What Is Volatility?

 

Cryptocurrency Volatility

Volatility is defined as the variation or'swing' in the price of an item over time.

Volatility is a metric that measures how much the price of a given asset has changed over time. This metric is commonly used as a risk indicator, with volatile investments fluctuating in value more quickly and over broader ranges than less volatile investments. This can result in huge percentages of an asset's worth being lost or gained in a short amount of time; this could be problematic if a sale of an item corresponds to a negative price swing, for example. Volatile assets, on the other hand, offer greater growth potential.

Crypto is usually seen as volatile as a newer asset class, with the potential for big upward and downward moves over shorter time periods. Stocks have a wide spectrum of volatility, ranging from the relative stability of large-cap stocks (such as Apple or Berkshire Hathaway) to the frequently unstable "penny stocks." Bonds, on the other hand, are considered to be a lower-volatility asset, with less spectacular upward and downward swings over longer time periods.

Will Cryptocurrency Volatility Ever Reduce?

"Experts think that as Bitcoin expands in size, the price will become less erratic," the media frequently reports when discussing Bitcoin volatility. Is this correct? It's understandable that people could believe that increasing the price by 10% will be considerably more difficult when the price of one coin is $300,000. Is it, however, true?

Until now, the world has lacked an asset comparable to Bitcoin to predict how its price will fluctuate in the future. We can only look at significant firms that are publicly traded on a major stock market. Has there ever been a company that puts a four-year cap on its stock like Bitcoin? No, not that I'm aware of. We're in uncharted ground, to put it that way.

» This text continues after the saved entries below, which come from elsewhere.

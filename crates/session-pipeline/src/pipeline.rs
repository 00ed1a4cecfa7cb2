//! Session manager: the authenticated request pipeline
//!
//! Owns the credential store, the HTTP client and the refresh coordinator.
//! Construct one per process and share it; `teardown` releases it.

use std::sync::Arc;
use std::time::Duration;

use bytes::BytesMut;
use chrono::Utc;
use session_auth::constants::DEFAULT_ACCESS_TTL_SECS;
use session_auth::{CredentialStore, Identity, LoginRequest, SessionSummary};
use tokio_util::sync::CancellationToken;
use tracing::{debug, info, instrument, warn};

use crate::error::{Error, Result};
use crate::guard::{self, Verdict};
use crate::policy::{self, Decision, SessionState};
use crate::refresh::{FailureCause, RefreshCoordinator, RefreshOutcome};
use crate::request::{ApiResponse, PendingRequest};

/// Per-request timeout when none is configured.
pub const DEFAULT_TIMEOUT: Duration = Duration::from_secs(30);

/// Largest upstream response body buffered when none is configured.
pub const DEFAULT_MAX_RESPONSE_BYTES: usize = 32 * 1024 * 1024;

#[derive(Debug, Clone)]
pub struct PipelineConfig {
    /// Origin relative request URLs are resolved against
    pub api_base_url: String,
    /// Origin of the login and refresh endpoints
    pub auth_base_url: String,
    /// Applied to every send, including login and refresh
    pub timeout: Duration,
    /// Assumed access token lifetime when the server omits an expiry
    pub access_ttl: Duration,
    /// Upstream bodies larger than this fail with `ResponseTooLarge`
    pub max_response_bytes: usize,
}

impl PipelineConfig {
    /// Config with the API and auth endpoints on the same origin.
    pub fn new(api_base_url: impl Into<String>) -> Self {
        let api_base_url = api_base_url.into();
        Self {
            auth_base_url: api_base_url.clone(),
            api_base_url,
            timeout: DEFAULT_TIMEOUT,
            access_ttl: Duration::from_secs(DEFAULT_ACCESS_TTL_SECS),
            max_response_bytes: DEFAULT_MAX_RESPONSE_BYTES,
        }
    }

    pub fn with_auth_base_url(mut self, auth_base_url: impl Into<String>) -> Self {
        self.auth_base_url = auth_base_url.into();
        self
    }

    pub fn with_timeout(mut self, timeout: Duration) -> Self {
        self.timeout = timeout;
        self
    }

    pub fn with_access_ttl(mut self, access_ttl: Duration) -> Self {
        self.access_ttl = access_ttl;
        self
    }

    pub fn with_max_response_bytes(mut self, max_response_bytes: usize) -> Self {
        self.max_response_bytes = max_response_bytes;
        self
    }
}

pub struct SessionManager {
    config: PipelineConfig,
    store: Arc<CredentialStore>,
    client: reqwest::Client,
    refresher: RefreshCoordinator,
}

impl SessionManager {
    pub fn new(config: PipelineConfig, store: Arc<CredentialStore>, client: reqwest::Client) -> Self {
        let refresher = RefreshCoordinator::new(
            store.clone(),
            client.clone(),
            config.auth_base_url.clone(),
            config.timeout,
            config.access_ttl,
        );
        info!(
            api_base_url = %config.api_base_url,
            auth_base_url = %config.auth_base_url,
            timeout_secs = config.timeout.as_secs(),
            "session manager initialized"
        );
        Self {
            config,
            store,
            client,
            refresher,
        }
    }

    pub fn config(&self) -> &PipelineConfig {
        &self.config
    }

    pub fn store(&self) -> &Arc<CredentialStore> {
        &self.store
    }

    /// Exchange credentials for a session and persist it.
    #[instrument(skip_all, fields(username = %request.username))]
    pub async fn login(&self, request: &LoginRequest) -> Result<Identity> {
        self.try_login(request).await.map_err(record_error)
    }

    async fn try_login(&self, request: &LoginRequest) -> Result<Identity> {
        let response = session_auth::login(
            &self.client,
            &self.config.auth_base_url,
            request,
            self.config.timeout,
        )
        .await
        .map_err(|e| match e {
            session_auth::Error::Timeout(m) => Error::Timeout(m),
            session_auth::Error::Http(m) => Error::Network(m),
            other => Error::Login(other.to_string()),
        })?;

        let (tokens, identity) = response.into_parts();
        let epoch = self
            .store
            .set(tokens, identity.clone())
            .await
            .map_err(Error::store)?;
        info!(user_id = %identity.user_id, epoch, "logged in");
        Ok(identity)
    }

    /// End the session. Returns whether there was one to end.
    pub async fn logout(&self) -> Result<bool> {
        self.end_session("user").await
    }

    /// Attach the current access token, if there is one.
    ///
    /// Without a token the request goes out as the caller built it.
    pub async fn prepare(&self, request: PendingRequest) -> Result<PendingRequest> {
        self.prepare_tracked(request).await.map(|(prepared, _)| prepared)
    }

    /// `prepare`, also returning the session epoch the token came from.
    async fn prepare_tracked(&self, request: PendingRequest) -> Result<(PendingRequest, u64)> {
        let (tokens, epoch) = self.store.tokens_with_epoch().await;
        let prepared = match tokens {
            Some(tokens) => request.with_bearer(&tokens.access_token)?,
            None => {
                debug!(url = request.url(), "no session, sending unauthenticated");
                request
            }
        };
        Ok((prepared, epoch))
    }

    /// Send a request, renewing the session and replaying once if needed.
    ///
    /// 2xx and ordinary error statuses come back as `Ok`. Transport
    /// failures, 403 and the session outcomes come back as `Err`.
    pub async fn execute(&self, request: PendingRequest) -> Result<ApiResponse> {
        self.run(request).await.map_err(record_error)
    }

    /// `execute`, abandoned with `Cancelled` once `cancel` fires.
    ///
    /// Cancelling never aborts a refresh other requests may be waiting on.
    pub async fn execute_with_cancel(
        &self,
        request: PendingRequest,
        cancel: &CancellationToken,
    ) -> Result<ApiResponse> {
        tokio::select! {
            biased;
            _ = cancel.cancelled() => Err(record_error(Error::Cancelled)),
            result = self.run(request) => result.map_err(record_error),
        }
    }

    pub async fn state(&self) -> SessionState {
        if self.refresher.is_in_flight().await {
            SessionState::Refreshing
        } else if self.store.is_logged_in().await {
            SessionState::Authenticated
        } else {
            SessionState::LoggedOut
        }
    }

    pub async fn summary(&self) -> SessionSummary {
        self.store.summary(Utc::now()).await
    }

    /// Abort any running refresh and flush the store.
    pub async fn teardown(&self) -> Result<()> {
        self.refresher.abandon().await;
        self.store.save().await.map_err(Error::store)?;
        info!("session manager shut down");
        Ok(())
    }

    #[instrument(skip_all, fields(method = %request.method(), url = request.url()))]
    async fn run(&self, request: PendingRequest) -> Result<ApiResponse> {
        let mut request = request;
        loop {
            let (prepared, epoch) = self.prepare_tracked(request.clone()).await?;
            let sent_with = prepared.bearer_token().map(str::to_owned);
            let response = self.send(&prepared).await?;

            let (response, signal) = match guard::inspect(response) {
                Verdict::Deliver(response) => return Ok(response),
                Verdict::Denied(e) => return Err(e),
                Verdict::Unauthorized { response, signal } => (response, signal),
            };

            match policy::evaluate(response.status, &signal, request.retry()) {
                Decision::Continue => return Ok(response),
                Decision::HardLogout => {
                    let reason = signal
                        .reason
                        .unwrap_or_else(|| "session expired on the server".into());
                    let expired = Error::SessionExpired {
                        status: Some(response.status.as_u16()),
                        reason,
                    };
                    // Only the session this request was sent under is ended.
                    if self.end_session_if(epoch, "server_expired").await?
                        || !self.store.is_logged_in().await
                    {
                        warn!(error = %expired, "server ended the session");
                        return Err(expired);
                    }
                    info!("session expired for a superseded login, replaying with the current one");
                    request = request.into_retry().ok_or(expired)?;
                }
                Decision::SurfaceError => {
                    warn!("still unauthorized after token renewal");
                    return Err(Error::AuthExpired {
                        status: response.status.as_u16(),
                        message: guard::summarize(&response.body, "unauthorized"),
                    });
                }
                Decision::RefreshAndRetry => {
                    self.renew(sent_with.as_deref(), response.status.as_u16())
                        .await?;
                    request = request.into_retry().ok_or_else(|| Error::AuthExpired {
                        status: response.status.as_u16(),
                        message: "retry budget exhausted".into(),
                    })?;
                    debug!("replaying request with renewed token");
                }
            }
        }
    }

    /// Make sure the store holds a token newer than `sent_with`.
    async fn renew(&self, sent_with: Option<&str>, status: u16) -> Result<()> {
        // Another request may have renewed while this one was in flight.
        if let Some(current) = self.store.get().await
            && Some(current.access_token.as_str()) != sent_with
        {
            debug!("token renewed since this request was sent, skipping refresh");
            return Ok(());
        }

        match self.refresher.refresh().await {
            RefreshOutcome::Renewed(_) => Ok(()),
            RefreshOutcome::Failed(f) if f.session_ended => Err(Error::SessionExpired {
                status: Some(status),
                reason: f.reason,
            }),
            // A new login landed mid-refresh; replay with its token.
            RefreshOutcome::Failed(f) if f.cause == FailureCause::Superseded => Ok(()),
            RefreshOutcome::Failed(f) => Err(Error::RefreshFailed {
                status,
                reason: f.reason,
            }),
        }
    }

    async fn end_session(&self, reason: &'static str) -> Result<bool> {
        let cleared = self.store.clear().await.map_err(Error::store)?;
        record_logout(cleared, reason);
        Ok(cleared)
    }

    /// End the session only if no login happened since `epoch`.
    async fn end_session_if(&self, epoch: u64, reason: &'static str) -> Result<bool> {
        let cleared = self.store.clear_if(epoch).await.map_err(Error::store)?;
        record_logout(cleared, reason);
        Ok(cleared)
    }

    async fn send(&self, request: &PendingRequest) -> Result<ApiResponse> {
        let mut builder = self
            .client
            .request(
                request.method().clone(),
                resolve_url(&self.config.api_base_url, request.url()),
            )
            .headers(request.header_map().clone())
            .timeout(self.config.timeout);
        if let Some(body) = request.body_bytes() {
            builder = builder.body(body.clone());
        }

        let mut response = builder.send().await.map_err(guard::classify_transport)?;
        let status = response.status();
        let headers = response.headers().clone();

        let limit = self.config.max_response_bytes;
        let too_large = || Error::ResponseTooLarge {
            status: status.as_u16(),
            limit,
        };
        if response
            .content_length()
            .is_some_and(|len| len > limit as u64)
        {
            return Err(too_large());
        }
        let mut body = BytesMut::new();
        while let Some(chunk) = response.chunk().await.map_err(guard::classify_transport)? {
            if body.len() + chunk.len() > limit {
                return Err(too_large());
            }
            body.extend_from_slice(&chunk);
        }

        debug!(status = status.as_u16(), bytes = body.len(), "upstream responded");
        Ok(ApiResponse {
            status,
            headers,
            body: body.freeze(),
        })
    }
}

/// Absolute URLs pass through; anything else is a path under `base`.
fn resolve_url(base: &str, url: &str) -> String {
    if url.starts_with("http://") || url.starts_with("https://") {
        url.to_string()
    } else {
        format!(
            "{}/{}",
            base.trim_end_matches('/'),
            url.trim_start_matches('/')
        )
    }
}

fn record_logout(cleared: bool, reason: &'static str) {
    if cleared {
        metrics::counter!("session_logout_total", "reason" => reason).increment(1);
        info!(reason, "session ended");
    }
}

fn record_error(e: Error) -> Error {
    metrics::counter!("session_pipeline_errors_total", "kind" => e.kind().label()).increment(1);
    e
}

Megacorporation CEOs frequently undertake stock repurchase schemes to reduce the amount of available business stock on the market. They use this in order to manipulate supply and demand and raise prices. This strategy does not always succeed, but it is frequently successful. This shows that limiting new Bitcoin supply might have a four-year influence on supply and demand.

Why is Volatility Important?

Volatility is one of the most important aspects to consider when evaluating investment risk. Historically, investors will take on a high amount of risk if they believe the possible gain outweighs the chance of losing some of their money. (Or their entire investment, as in the example of high-risk hedge-fund manager Bill Hwang's $20 billion fund, which vanished in two days.)

  • Crypto has undergone a series of high gains and subsequent losses as an asset class that is just a little more than a decade old, and is considered to be more volatile as a category than stocks. However, more institutional engagement and higher trading volumes on Bitcoin (by far the most valuable cryptocurrency by market cap) appear to be reducing its volatility over time. When playing with these assets as a newbie, it's wise to risk quantities you can afford to lose. Cryptocurrencies with lower trading volumes or emerging cryptoassets like DeFi tokens have higher volatility.

  • To reduce risk, ordinary investors have traditionally been urged to diversify their investments within an asset class. Investing in a basket of equities (or an index fund) rather than a few individual stocks is a popular technique. They may also match investments in more volatile asset classes like equities with investments in less volatile asset classes like bonds to further limit the risk of losing money.

  • Positive or negative news coverage, as well as earnings results that are better or worse than projected, can all enhance volatility. Volatility is generally accompanied by unusually high surges in trade volume. Low volume (as seen with so-called penny stocks that don't trade on large exchanges or tiny cryptocurrencies) often means excessive volatility.